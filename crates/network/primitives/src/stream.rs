use core::fmt::{self, Formatter};
use core::pin::Pin;
use core::task::{Context, Poll};

use futures_util::{Sink as FuturesSink, SinkExt, Stream as FuturesStream, StreamExt};
use libp2p::StreamProtocol;
use tokio::io::{AsyncRead, AsyncWrite, BufStream};
use tokio_util::codec::Framed;

mod codec;

use codec::LineCodec;
pub use codec::CodecError;

pub const MAX_LINE_LENGTH: usize = 64 * 1_024;

pub const LINK_VERSION: &str = "0.0.1";

pub const LINK_PEERS_PROTOCOL: StreamProtocol = StreamProtocol::new("/link/peers/0.0.1");
pub const LINK_HASH_PROTOCOL: StreamProtocol = StreamProtocol::new("/link/hash/0.0.1");
pub const LINK_ADDRESS_PROTOCOL: StreamProtocol = StreamProtocol::new("/link/address/0.0.1");

pub const LINK_PROTOCOLS: [StreamProtocol; 3] = [
    LINK_PEERS_PROTOCOL,
    LINK_HASH_PROTOCOL,
    LINK_ADDRESS_PROTOCOL,
];

/// Anything a [`Stream`] can be layered on top of.
pub trait StreamIo: AsyncRead + AsyncWrite + Send + Unpin + 'static {}

impl<T> StreamIo for T where T: AsyncRead + AsyncWrite + Send + Unpin + 'static {}

/// A bidirectional stream of newline-delimited records.
pub struct Stream {
    inner: Framed<BufStream<Box<dyn StreamIo>>, LineCodec>,
}

impl Stream {
    #[must_use]
    pub fn new<T: StreamIo>(io: T) -> Self {
        let io: Box<dyn StreamIo> = Box::new(io);
        let stream = BufStream::new(io);
        let stream = Framed::new(stream, LineCodec::new(MAX_LINE_LENGTH));
        Self { inner: stream }
    }

    /// Flushes pending records and closes the write half.
    pub async fn close(&mut self) -> Result<(), CodecError> {
        SinkExt::<&str>::close(&mut self.inner).await
    }
}

impl fmt::Debug for Stream {
    fn fmt(&self, f: &mut Formatter<'_>) -> fmt::Result {
        f.debug_struct("Stream").finish_non_exhaustive()
    }
}

impl FuturesStream for Stream {
    type Item = Result<String, CodecError>;

    fn poll_next(mut self: Pin<&mut Self>, cx: &mut Context<'_>) -> Poll<Option<Self::Item>> {
        self.inner.poll_next_unpin(cx)
    }
}

impl<T: AsRef<str>> FuturesSink<T> for Stream {
    type Error = CodecError;

    fn poll_ready(mut self: Pin<&mut Self>, cx: &mut Context<'_>) -> Poll<Result<(), Self::Error>> {
        <Framed<_, _> as SinkExt<T>>::poll_ready_unpin(&mut self.inner, cx)
    }

    fn start_send(mut self: Pin<&mut Self>, item: T) -> Result<(), Self::Error> {
        self.inner.start_send_unpin(item)
    }

    fn poll_flush(mut self: Pin<&mut Self>, cx: &mut Context<'_>) -> Poll<Result<(), Self::Error>> {
        <Framed<_, _> as SinkExt<T>>::poll_flush_unpin(&mut self.inner, cx)
    }

    fn poll_close(mut self: Pin<&mut Self>, cx: &mut Context<'_>) -> Poll<Result<(), Self::Error>> {
        <Framed<_, _> as SinkExt<T>>::poll_close_unpin(&mut self.inner, cx)
    }
}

Work to be completed.
The whole set of records needs to be written out exactly.

Solved exercise.
filename crates/network/primitives/src/stream.rs
use core::fmt::{self, Formatter};
use core::pin::Pin;
use core::task::{Context, Poll};

use futures_util::{Sink as FuturesSink, SinkExt, Stream as FuturesStream, StreamExt};
use libp2p::StreamProtocol;
use tokio::io::{AsyncRead, AsyncWrite, BufStream};
use tokio_util::codec::Framed;

mod codec;

use codec::LineCodec;
pub use codec::CodecError;

pub const MAX_LINE_LENGTH: usize = 64 * 1_024;

pub const LINK_VERSION: &str = "0.0.1";

pub const LINK_PEERS_PROTOCOL: StreamProtocol = StreamProtocol::new("/link/peers/0.0.1");
pub const LINK_HASH_PROTOCOL: StreamProtocol = StreamProtocol::new("/link/hash/0.0.1");
pub const LINK_ADDRESS_PROTOCOL: StreamProtocol = StreamProtocol::new("/link/address/0.0.1");

pub const LINK_PROTOCOLS: [StreamProtocol; 3] = [
    LINK_PEERS_PROTOCOL,
    LINK_HASH_PROTOCOL,
    LINK_ADDRESS_PROTOCOL,
];

/// Anything a [`Stream`] can be layered on top of.
pub trait StreamIo: AsyncRead + AsyncWrite + Send + Unpin + 'static {}

impl<T> StreamIo for T where T: AsyncRead + AsyncWrite + Send + Unpin + 'static {}

/// A bidirectional stream of newline-delimited records.
pub struct Stream {
    inner: Framed<BufStream<Box<dyn StreamIo>>, LineCodec>,
}

impl Stream {
    #[must_use]
    pub fn new<T: StreamIo>(io: T) -> Self {
        let io: Box<dyn StreamIo> = Box::new(io);
        let stream = BufStream::new(io);
        let stream = Framed::new(stream, LineCodec::new(MAX_LINE_LENGTH));
        Self { inner: stream }
    }

    /// Flushes pending records and closes the write half.
    pub async fn close(&mut self) -> Result<(), CodecError> {
        SinkExt::<&str>::close(&mut self.inner).await
    }
}

impl fmt::Debug for Stream {
    fn fmt(&self, f: &mut Formatter<'_>) -> fmt::Result {
        f.debug_struct("Stream").finish_non_exhaustive()
    }
}

impl FuturesStream for Stream {
    type Item = Result<String, CodecError>;

    fn poll_next(mut self: Pin<&mut Self>, cx: &mut Context<'_>) -> Poll<Option<Self::Item>> {
        self.inner.poll_next_unpin(cx)
    }
}

impl<T: AsRef<str>> FuturesSink<T> for Stream {
    type Error = CodecError;

    fn poll_ready(mut self: Pin<&mut Self>, cx: &mut Context<'_>) -> Poll<Result<(), Self::Error>> {
        <Framed<_, _> as SinkExt<T>>::poll_ready_unpin(&mut self.inner, cx)
    }

    fn start_send(mut self: Pin<&mut Self>, item: T) -> Result<(), Self::Error> {
        self.inner.start_send_unpin(item)
    }

    fn poll_flush(mut self: Pin<&mut Self>, cx: &mut Context<'_>) -> Poll<Result<(), Self::Error>> {
        <Framed<_, _> as SinkExt<T>>::poll_flush_unpin(&mut self.inner, cx)
    }

    fn poll_close(mut self: Pin<&mut Self>, cx: &mut Context<'_>) -> Poll<Result<(), Self::Error>> {
        <Framed<_, _> as SinkExt<T>>::poll_close_unpin(&mut self.inner, cx)
    }
}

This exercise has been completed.